Сейчас безветренно и безоблачно…
Когда-то я знала, что живу ради некоторых... Встав утром рано, я видела, черных птиц на моем окне. Они смотрели на меня, а я на них. Я понимала: это мои подружки – такие же черные и любят в окна чужие заглядывать… Это еще называется – «подсматривать».
Вот, а вчера встала раньше, чем обычно встаю. Это не потому, что мне нужно было куда-то идти, нет, я просто так встала. Наоборот, мне никуда идти не нужно было…
Что значит проснуться однажды утром, с четким пониманием, что никому это не нужно, то, что ты сейчас проснулся. Знать то, что никто не хочет тебя видеть, что нет такого места, где тебе сегодня будут рады. И для тебя теперь есть два пути: первое - это когда к тебе придет понимание, что ты человек-невидимка, и получается, тебе безумно повезло… - ты обретаешь счастье… Но есть второй путь…как я, пойдешь на крышу.
Что ты почувствуешь, осознав, что какие-то двадцать четыре часа и пять минут, для тебя значат больше чем все, что до этого тянула.

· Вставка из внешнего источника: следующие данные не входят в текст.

//! # cadence-core
//!
//! Core types and error handling for the Cadence PCM playback engine.

pub mod clock;
pub mod error;
pub mod types;

pub use clock::PcmClock;
pub use error::{Error, Result};
pub use types::*;
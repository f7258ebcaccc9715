//! Timing helpers
//!
//! Latencies are measured with `std::time::Instant` and reported in
//! microseconds; trace lines carry a wall-clock epoch timestamp.

use std::time::Duration;

/// Current wall-clock time as whole seconds since the Unix epoch
#[inline]
pub fn epoch_seconds() -> i64 {
    chrono::Utc::now().timestamp()
}

/// Convert a measured duration to whole microseconds
#[inline(always)]
pub fn duration_micros(duration: Duration) -> u64 {
    duration.as_micros() as u64
}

Я время имею в виду. Тянуть время – если понятней. Тянуть время так, как тянет альпинист, оборвавшийся трос, но уже без товарища. Тянет, и отчетливо слышит крик не умолкающий.
Нет, я не хочу сказать, что мне плохо жилось все это время, или что я такая вся несчастная – нет. Я даже не прыгну. Это очевидно. Мне этого не хочется. Просто расскажу, что это значит: поменять себя за двадцать пять часов и одну минуту…
Встала на рассвете от холода, запаха выхлопных газов и от гнетущего жужжания мухи - не закрыла форточку… Чего теперь терять: глаза открыла. Белый с желтоватым привкусом свет резал глаза и пыльный воздух в комнате. А вот и ветер подул… Встала, подошла к окну, потянулась, чтобы закрыть форточку и увидела, прямо на дороге, напротив моего окна лежит раздавленная ворона. Моя черная птица предательски убита. Ветер теребил ее перья. Кто-то заводил свой бледно-оранжевый жигуленок. Я закрыла форточку.
В кровать не легла. Смятая простынь на полу, игрушечный медведь - замена подушке, (подушка тоже на полу), шерстяной плед... Не легла.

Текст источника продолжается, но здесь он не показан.